• Brief
What follows is a listing. Write it all out exactly.
[Listed records Boundary: Start]
//! Trade request value object.

use rust_decimal::Decimal;
use serde::{Deserialize, Serialize};

use super::position::PositionSnapshot;
use super::stop_levels::StopLevels;
use super::value_objects::{FillMode, TradeAction, TradeSide};
use crate::domain::shared::{Symbol, Ticket, Volume};

/// Request fields taken from configuration rather than from the caller.
#[derive(Debug, Clone, PartialEq, Eq, Serialize, Deserialize)]
pub struct OrderDefaults {
    /// Maximum accepted price deviation in points.
    pub deviation: u32,
    /// Expert-advisor magic number tagging the request.
    pub magic: u64,
    /// Comment attached to the request.
    pub comment: String,
}

impl OrderDefaults {
    /// Replace the comment.
    #[must_use]
    pub fn with_comment(mut self, comment: impl Into<String>) -> Self {
        self.comment = comment.into();
        self
    }

    /// Replace the magic number.
    #[must_use]
    pub const fn with_magic(mut self, magic: u64) -> Self {
        self.magic = magic;
        self
    }
}

/// A trade request ready to be sent to the terminal.
///
/// Built fresh for every submission and never stored.
#[derive(Debug, Clone, PartialEq, Eq, Serialize, Deserialize)]
pub struct OrderRequest {
    /// Request kind.
    pub action: TradeAction,
    /// Instrument.
    pub symbol: Symbol,
    /// Deal direction (unset for SLTP requests).
    pub side: Option<TradeSide>,
    /// Deal volume (unset for SLTP requests).
    pub volume: Option<Volume>,
    /// Requested price (unset for SLTP requests).
    pub price: Option<Decimal>,
    /// Stop-loss.
    pub sl: Option<Decimal>,
    /// Take-profit.
    pub tp: Option<Decimal>,
    /// Position the request applies to.
    pub position: Option<Ticket>,
    /// Filling policy (unset for SLTP requests).
    pub fill_mode: Option<FillMode>,
    /// Maximum accepted price deviation in points.
    pub deviation: u32,
    /// Magic number.
    pub magic: u64,
    /// Comment.
    pub comment: String,
}

impl OrderRequest {
    /// Market deal opening a new position.
    ///
    /// The filling policy is left unset; the submitter picks it per attempt.
    #[must_use]
    pub fn market_open(
        symbol: Symbol,
        side: TradeSide,
        volume: Volume,
        price: Decimal,
        stops: StopLevels,
        defaults: &OrderDefaults,
    ) -> Self {
        Self {
            action: TradeAction::Deal,
            symbol,
            side: Some(side),
            volume: Some(volume),
            price: Some(price),
            sl: stops.sl,
            tp: stops.tp,
            position: None,
            fill_mode: None,
            deviation: defaults.deviation,
            magic: defaults.magic,
            comment: defaults.comment.clone(),
        }
    }

    /// Deal closing `volume` of `position` at `price` (IOC).
    #[must_use]
    pub fn close_position(
        position: &PositionSnapshot,
        volume: Volume,
        price: Decimal,
        defaults: &OrderDefaults,
    ) -> Self {
        Self {
            action: TradeAction::Deal,
            symbol: position.symbol.clone(),
            side: Some(position.closing_side()),
            volume: Some(volume),
            price: Some(price),
            sl: None,
            tp: None,
            position: Some(position.ticket),
            fill_mode: Some(FillMode::Ioc),
            deviation: defaults.deviation,
            magic: defaults.magic,
            comment: defaults.comment.clone(),
        }
    }

    /// SLTP request; unset levels keep the position's current values.
    #[must_use]
    pub fn modify_stops(position: &PositionSnapshot, stops: StopLevels, magic: u64) -> Self {
        Self {
            action: TradeAction::Sltp,
            symbol: position.symbol.clone(),
            side: None,
            volume: None,
            price: None,
            sl: Some(stops.sl.unwrap_or(position.sl)),
            tp: Some(stops.tp.unwrap_or(position.tp)),
            position: Some(position.ticket),
            fill_mode: None,
            deviation: 0,
            magic,
            comment: String::new(),
        }
    }

    /// Copy of this request with the given filling policy.
    #[must_use]
    pub fn with_fill_mode(&self, mode: FillMode) -> Self {
        Self {
            fill_mode: Some(mode),
            ..self.clone()
        }
    }
}

#[cfg(test)]
mod tests {
    use super::*;
    use rust_decimal_macros::dec;

    fn defaults() -> OrderDefaults {
        OrderDefaults {
            deviation: 20,
            magic: 123_456,
            comment: "Bridge trade".to_string(),
        }
    }

    fn long_position() -> PositionSnapshot {
        PositionSnapshot {
            ticket: Ticket::new(7),
            symbol: Symbol::new("XAUUSD"),
            side: TradeSide::Buy,
            volume: dec!(0.30),
            price_open: dec!(1990.00),
            sl: dec!(1980.00),
            tp: dec!(2050.00),
            profit: dec!(12.5),
        }
    }

    #[test]
    fn market_open_carries_defaults_and_stops() {
        let req = OrderRequest::market_open(
            Symbol::new("XAUUSD"),
            TradeSide::Sell,
            Volume::new(dec!(0.1)).unwrap(),
            dec!(2000.00),
            StopLevels::new(Some(dec!(2010)), None),
            &defaults(),
        );

        assert_eq!(req.action, TradeAction::Deal);
        assert_eq!(req.side, Some(TradeSide::Sell));
        assert_eq!(req.sl, Some(dec!(2010)));
        assert_eq!(req.tp, None);
        assert_eq!(req.fill_mode, None);
        assert_eq!(req.magic, 123_456);
        assert_eq!(req.comment, "Bridge trade");

        let with_mode = req.with_fill_mode(FillMode::Return);
        assert_eq!(with_mode.fill_mode, Some(FillMode::Return));
    }

    #[test]
    fn close_position_uses_opposite_side_and_ioc() {
        let pos = long_position();
        let req = OrderRequest::close_position(
            &pos,
            Volume::new(dec!(0.1)).unwrap(),
            dec!(1999.50),
            &defaults().with_comment("Partial close"),
        );

        assert_eq!(req.side, Some(TradeSide::Sell));
        assert_eq!(req.position, Some(Ticket::new(7)));
        assert_eq!(req.fill_mode, Some(FillMode::Ioc));
        assert_eq!(req.comment, "Partial close");
    }

    #[test]
    fn modify_falls_back_to_current_levels() {
        let pos = long_position();
        let req = OrderRequest::modify_stops(&pos, StopLevels::new(Some(dec!(1995)), None), 1);

        assert_eq!(req.action, TradeAction::Sltp);
        assert_eq!(req.sl, Some(dec!(1995)));
        assert_eq!(req.tp, Some(dec!(2050.00)));
        assert_eq!(req.position, Some(Ticket::new(7)));
        assert_eq!(req.volume, None);
    }
}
[Listed records Boundary: End]
• Problem solution
//! Trade request value object.

use rust_decimal::Decimal;
use serde::{Deserialize, Serialize};

use super::position::PositionSnapshot;
use super::stop_levels::StopLevels;
use super::value_objects::{FillMode, TradeAction, TradeSide};
use crate::domain::shared::{Symbol, Ticket, Volume};

/// Request fields taken from configuration rather than from the caller.
#[derive(Debug, Clone, PartialEq, Eq, Serialize, Deserialize)]
pub struct OrderDefaults {
    /// Maximum accepted price deviation in points.
    pub deviation: u32,
    /// Expert-advisor magic number tagging the request.
    pub magic: u64,
    /// Comment attached to the request.
    pub comment: String,
}

impl OrderDefaults {
    /// Replace the comment.
    #[must_use]
    pub fn with_comment(mut self, comment: impl Into<String>) -> Self {
        self.comment = comment.into();
        self
    }

    /// Replace the magic number.
    #[must_use]
    pub const fn with_magic(mut self, magic: u64) -> Self {
        self.magic = magic;
        self
    }
}

/// A trade request ready to be sent to the terminal.
///
/// Built fresh for every submission and never stored.
#[derive(Debug, Clone, PartialEq, Eq, Serialize, Deserialize)]
pub struct OrderRequest {
    /// Request kind.
    pub action: TradeAction,
    /// Instrument.
    pub symbol: Symbol,
    /// Deal direction (unset for SLTP requests).
    pub side: Option<TradeSide>,
    /// Deal volume (unset for SLTP requests).
    pub volume: Option<Volume>,
    /// Requested price (unset for SLTP requests).
    pub price: Option<Decimal>,
    /// Stop-loss.
    pub sl: Option<Decimal>,
    /// Take-profit.
    pub tp: Option<Decimal>,
    /// Position the request applies to.
    pub position: Option<Ticket>,
    /// Filling policy (unset for SLTP requests).
    pub fill_mode: Option<FillMode>,
    /// Maximum accepted price deviation in points.
    pub deviation: u32,
    /// Magic number.
    pub magic: u64,
    /// Comment.
    pub comment: String,
}

impl OrderRequest {
    /// Market deal opening a new position.
    ///
    /// The filling policy is left unset; the submitter picks it per attempt.
    #[must_use]
    pub fn market_open(
        symbol: Symbol,
        side: TradeSide,
        volume: Volume,
        price: Decimal,
        stops: StopLevels,
        defaults: &OrderDefaults,
    ) -> Self {
        Self {
            action: TradeAction::Deal,
            symbol,
            side: Some(side),
            volume: Some(volume),
            price: Some(price),
            sl: stops.sl,
            tp: stops.tp,
            position: None,
            fill_mode: None,
            deviation: defaults.deviation,
            magic: defaults.magic,
            comment: defaults.comment.clone(),
        }
    }

    /// Deal closing `volume` of `position` at `price` (IOC).
    #[must_use]
    pub fn close_position(
        position: &PositionSnapshot,
        volume: Volume,
        price: Decimal,
        defaults: &OrderDefaults,
    ) -> Self {
        Self {
            action: TradeAction::Deal,
            symbol: position.symbol.clone(),
            side: Some(position.closing_side()),
            volume: Some(volume),
            price: Some(price),
            sl: None,
            tp: None,
            position: Some(position.ticket),
            fill_mode: Some(FillMode::Ioc),
            deviation: defaults.deviation,
            magic: defaults.magic,
            comment: defaults.comment.clone(),
        }
    }

    /// SLTP request; unset levels keep the position's current values.
    #[must_use]
    pub fn modify_stops(position: &PositionSnapshot, stops: StopLevels, magic: u64) -> Self {
        Self {
            action: TradeAction::Sltp,
            symbol: position.symbol.clone(),
            side: None,
            volume: None,
            price: None,
            sl: Some(stops.sl.unwrap_or(position.sl)),
            tp: Some(stops.tp.unwrap_or(position.tp)),
            position: Some(position.ticket),
            fill_mode: None,
            deviation: 0,
            magic,
            comment: String::new(),
        }
    }

    /// Copy of this request with the given filling policy.
    #[must_use]
    pub fn with_fill_mode(&self, mode: FillMode) -> Self {
        Self {
            fill_mode: Some(mode),
            ..self.clone()
        }
    }
}

#[cfg(test)]
mod tests {
    use super::*;
    use rust_decimal_macros::dec;

    fn defaults() -> OrderDefaults {
        OrderDefaults {
            deviation: 20,
            magic: 123_456,
            comment: "Bridge trade".to_string(),
        }
    }

    fn long_position() -> PositionSnapshot {
        PositionSnapshot {
            ticket: Ticket::new(7),
            symbol: Symbol::new("XAUUSD"),
            side: TradeSide::Buy,
            volume: dec!(0.30),
            price_open: dec!(1990.00),
            sl: dec!(1980.00),
            tp: dec!(2050.00),
            profit: dec!(12.5),
        }
    }

    #[test]
    fn market_open_carries_defaults_and_stops() {
        let req = OrderRequest::market_open(
            Symbol::new("XAUUSD"),
            TradeSide::Sell,
            Volume::new(dec!(0.1)).unwrap(),
            dec!(2000.00),
            StopLevels::new(Some(dec!(2010)), None),
            &defaults(),
        );

        assert_eq!(req.action, TradeAction::Deal);
        assert_eq!(req.side, Some(TradeSide::Sell));
        assert_eq!(req.sl, Some(dec!(2010)));
        assert_eq!(req.tp, None);
        assert_eq!(req.fill_mode, None);
        assert_eq!(req.magic, 123_456);
        assert_eq!(req.comment, "Bridge trade");

        let with_mode = req.with_fill_mode(FillMode::Return);
        assert_eq!(with_mode.fill_mode, Some(FillMode::Return));
    }

    #[test]
    fn close_position_uses_opposite_side_and_ioc() {
        let pos = long_position();
        let req = OrderRequest::close_position(
            &pos,
            Volume::new(dec!(0.1)).unwrap(),
            dec!(1999.50),
            &defaults().with_comment("Partial close"),
        );

        assert_eq!(req.side, Some(TradeSide::Sell));
        assert_eq!(req.position, Some(Ticket::new(7)));
        assert_eq!(req.fill_mode, Some(FillMode::Ioc));
        assert_eq!(req.comment, "Partial close");
    }

    #[test]
    fn modify_falls_back_to_current_levels() {
        let pos = long_position();
        let req = OrderRequest::modify_stops(&pos, StopLevels::new(Some(dec!(1995)), None), 1);

        assert_eq!(req.action, TradeAction::Sltp);
        assert_eq!(req.sl, Some(dec!(1995)));
        assert_eq!(req.tp, Some(dec!(2050.00)));
        assert_eq!(req.position, Some(Ticket::new(7)));
        assert_eq!(req.volume, None);
    }
}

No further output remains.